Take an everyday task like finding a lecture theatre – not so easy when it's hidden on a campus that's so big it has its own postcode.
Last week, students from the Faculty of Architecture, Design and Planning collaborated with industry professionals and people living with disabilities in Enabled by Design-athon which workshopped new products and technologies to improve people's lives.
Remember playing the hot-cold game as a kid? As you got closer to an object, you’d be met with squeals of: "Warmer! Getting hotter. Hot! Hot!"
The game forms the basis of Echosystems, a tool which aims to help visually impaired people in their daily journeys. The system is based on a simple Bluetooth device that vibrates with increasing frequency and intensity as the user approaches their destination.
“Rolf (a visually impaired team member) spent 45 minutes trying to find this room yesterday,” said Echosystems team member Bella Bain, a third-year Bachelor of Design Computing student. “We’re basically trying to increase the accuracy of his journey, speed up his day and make him more independent through clarity of information.”
Head of the University’s Design Lab Associate Professor Martin Tomitsch said Design-athon was the perfect opportunity for students to put their studies into practice and make a difference to the lives of people with disabilities.
"Technology can be both an enabler and a hindrance for people living with a disability, but coming up with human-centric designs and products can greatly improve access for these people in our community."

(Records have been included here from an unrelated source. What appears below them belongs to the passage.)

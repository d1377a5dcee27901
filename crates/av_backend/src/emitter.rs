use std::fmt;
use std::io::Write;

use av_frontend::ast::BinOp;
use tracing::trace;

use crate::operand::Operand;
use crate::registers::{Register, RegisterId, Size};
use crate::BackendResult;

const ACCUMULATOR: Register = Register {
    id: RegisterId::Rax,
    size: Size::Qword,
};

/// Writes AT&T syntax assembly, one instruction or directive per line.
pub struct Emitter<W: Write> {
    out: W,

    /// Spaces written before each line.
    pub indent: usize,
}

impl<W: Write> Emitter<W> {
    pub fn new(out: W) -> Self {
        Self { out, indent: 0 }
    }

    pub fn into_inner(self) -> W {
        self.out
    }

    pub fn text(&mut self) -> BackendResult<()> {
        self.indent = 0;
        self.line(format_args!(".text"))
    }

    pub fn data(&mut self) -> BackendResult<()> {
        self.indent = 0;
        self.line(format_args!(".data"))
    }

    /// # Panics
    /// Panics if `name` is empty.
    pub fn label(&mut self, name: &str) -> BackendResult<()> {
        assert!(!name.is_empty(), "empty label name");
        self.line(format_args!("{name}:"))
    }

    /// # Panics
    /// Panics if `name` is empty.
    pub fn globl(&mut self, name: &str) -> BackendResult<()> {
        assert!(!name.is_empty(), "empty symbol name");
        self.line(format_args!(".globl {name}"))
    }

    pub fn mov(&mut self, src: &Operand, dest: &Operand) -> BackendResult<()> {
        self.binary("mov", src, dest)
    }

    pub fn add(&mut self, src: &Operand, dest: &Operand) -> BackendResult<()> {
        self.binary("add", src, dest)
    }

    pub fn sub(&mut self, src: &Operand, dest: &Operand) -> BackendResult<()> {
        self.binary("sub", src, dest)
    }

    pub fn imul(&mut self, src: &Operand, dest: &Operand) -> BackendResult<()> {
        self.binary("imul", src, dest)
    }

    pub fn cmp(&mut self, src: &Operand, dest: &Operand) -> BackendResult<()> {
        self.binary("cmp", src, dest)
    }

    pub fn push(&mut self, op: &Operand) -> BackendResult<()> {
        self.unary("push", op)
    }

    pub fn pop(&mut self, op: &Operand) -> BackendResult<()> {
        self.unary("pop", op)
    }

    pub fn inc(&mut self, op: &Operand) -> BackendResult<()> {
        self.unary("inc", op)
    }

    pub fn dec(&mut self, op: &Operand) -> BackendResult<()> {
        self.unary("dec", op)
    }

    /// Signed divide of the accumulator pair by `op`.
    pub fn idiv(&mut self, op: &Operand) -> BackendResult<()> {
        self.unary("idiv", op)
    }

    /// # Panics
    /// Panics if `target` is not a label.
    pub fn call(&mut self, target: &Operand) -> BackendResult<()> {
        let name = expect_label("call", target);
        self.line(format_args!("call {name}"))
    }

    /// Jump to `target`, conditionally on the comparison that produced the
    /// flags. Operators without a conditional form jump unconditionally.
    ///
    /// # Panics
    /// Panics if `target` is not a label.
    pub fn jump(&mut self, cond: Option<BinOp>, target: &Operand) -> BackendResult<()> {
        let name = expect_label("jump", target);
        self.line(format_args!("{} {name}", jump_mnemonic(cond)))
    }

    /// Move `value`, if any, into the accumulator at its own width and return.
    pub fn ret(&mut self, value: Option<&Operand>) -> BackendResult<()> {
        if let Some(value) = value {
            let size = value.size().unwrap_or(Size::Qword);
            self.mov(value, &Operand::Register(ACCUMULATOR.with_size(size)))?;
        }

        self.line(format_args!("ret"))
    }

    fn binary(&mut self, mnemonic: &str, src: &Operand, dest: &Operand) -> BackendResult<()> {
        let suffix = size_suffix(Some(src), Some(dest));
        self.line(format_args!("{mnemonic}{suffix} {src}, {dest}"))
    }

    fn unary(&mut self, mnemonic: &str, op: &Operand) -> BackendResult<()> {
        let suffix = size_suffix(Some(op), None);
        self.line(format_args!("{mnemonic}{suffix} {op}"))
    }

    fn line(&mut self, args: fmt::Arguments) -> BackendResult<()> {
        trace!(indent = self.indent, "{args}");

        write!(self.out, "{:indent$}", "", indent = self.indent)?;
        self.out.write_fmt(args)?;
        writeln!(self.out)?;

        Ok(())
    }
}

/// The destination decides the suffix, then the source, then 64 bits.
pub fn size_suffix(src: Option<&Operand>, dest: Option<&Operand>) -> char {
    dest.and_then(Operand::size)
        .or_else(|| src.and_then(Operand::size))
        .unwrap_or(Size::Qword)
        .suffix()
}

pub fn jump_mnemonic(cond: Option<BinOp>) -> &'static str {
    match cond {
        Some(BinOp::Eq) => "je",
        Some(BinOp::NotEq) => "jne",
        Some(BinOp::Lt) => "jl",
        Some(BinOp::Gt) => "jg",
        Some(BinOp::GtEq) => "jge",
        Some(BinOp::LtEq) => "jle",
        _ => "jmp",
    }
}

fn expect_label<'a>(instr: &str, target: &'a Operand) -> &'a str {
    match target.as_label() {
        Some(name) => name,
        None => panic!("{instr} target must be a label, got {target:?}"),
    }
}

By participating in the Enabled by Design-athon, students contributed to a growing dialogue about the importance of developing inclusive technology.

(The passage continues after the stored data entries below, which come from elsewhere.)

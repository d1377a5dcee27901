use std::ops::Range;

/// A half-open byte range into a source string.
#[derive(Debug, Clone, Copy, PartialEq, Eq, Hash, Default)]
pub struct Span {
    pub start: usize,
    pub end: usize,
}

impl Span {
    pub fn new(start: usize, end: usize) -> Self {
        Self { start, end }
    }

    pub fn empty(at: usize) -> Self {
        Self::new(at, at)
    }

    /// The smallest span covering both `self` and `other`.
    #[must_use]
    pub fn union(self, other: Span) -> Self {
        Self::new(self.start.min(other.start), self.end.max(other.end))
    }

    pub fn len(&self) -> usize {
        self.end.saturating_sub(self.start)
    }

    pub fn is_empty(&self) -> bool {
        self.len() == 0
    }

    pub fn as_range(&self) -> Range<usize> {
        self.start..self.end
    }
}

pub trait AsSpan {
    fn as_span(&self) -> Span;
}

impl AsSpan for Span {
    fn as_span(&self) -> Span {
        *self
    }
}

impl AsSpan for Range<usize> {
    fn as_span(&self) -> Span {
        Span::new(self.start, self.end)
    }
}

“It’s definitely opened up my mind to be more inclusive with my designs,” said Ms Bain. “We have such an increasing demand for designs that are inclusive on all levels.”
Third-year Bachelor of Design Computing student Kate Archbold stressed the importance of creating inclusive and collaborative dialogue.
“One of the main things I took away from this is that there’s a big difference between designing for someone with a disability, and designing with someone with a disability,” she said.
Peter Horsely, the founder of Remarkable, a division of the Cerebral Palsy Alliance, and organiser of the workshop said enabled design for the whole community was something that needed to be taken into consideration early in the development process.
"It needs to be something that we think about day-to-day, rather than trying to do it at the end [of the design process] because you forgot to do it at the start".
The University’s Disability Services team offers a range of support for students with a disability, including access to the Assistive Technology Lab located in the Fisher library.
Our services include screen readers and magnifiers for vision impairment; voice recognition for learning, physical and cognitive impairments; and text-to-speech for learning and cognitive disabilities.
We also supply large print, braille and accessible PDFs for exams, as well as more-specific tools and support for individual students’ needs.
The University’s Disability Services Manager Dagmar Kminiak said advances in technology were constantly improving the usability of existing tools, and new technologies could help individuals offset the impacts of their condition on their study.
"The opportunities are exciting and endless," she said.
By Angela Wilcox-Watson, fourth-year Bachelor of Arts (Media and Communications).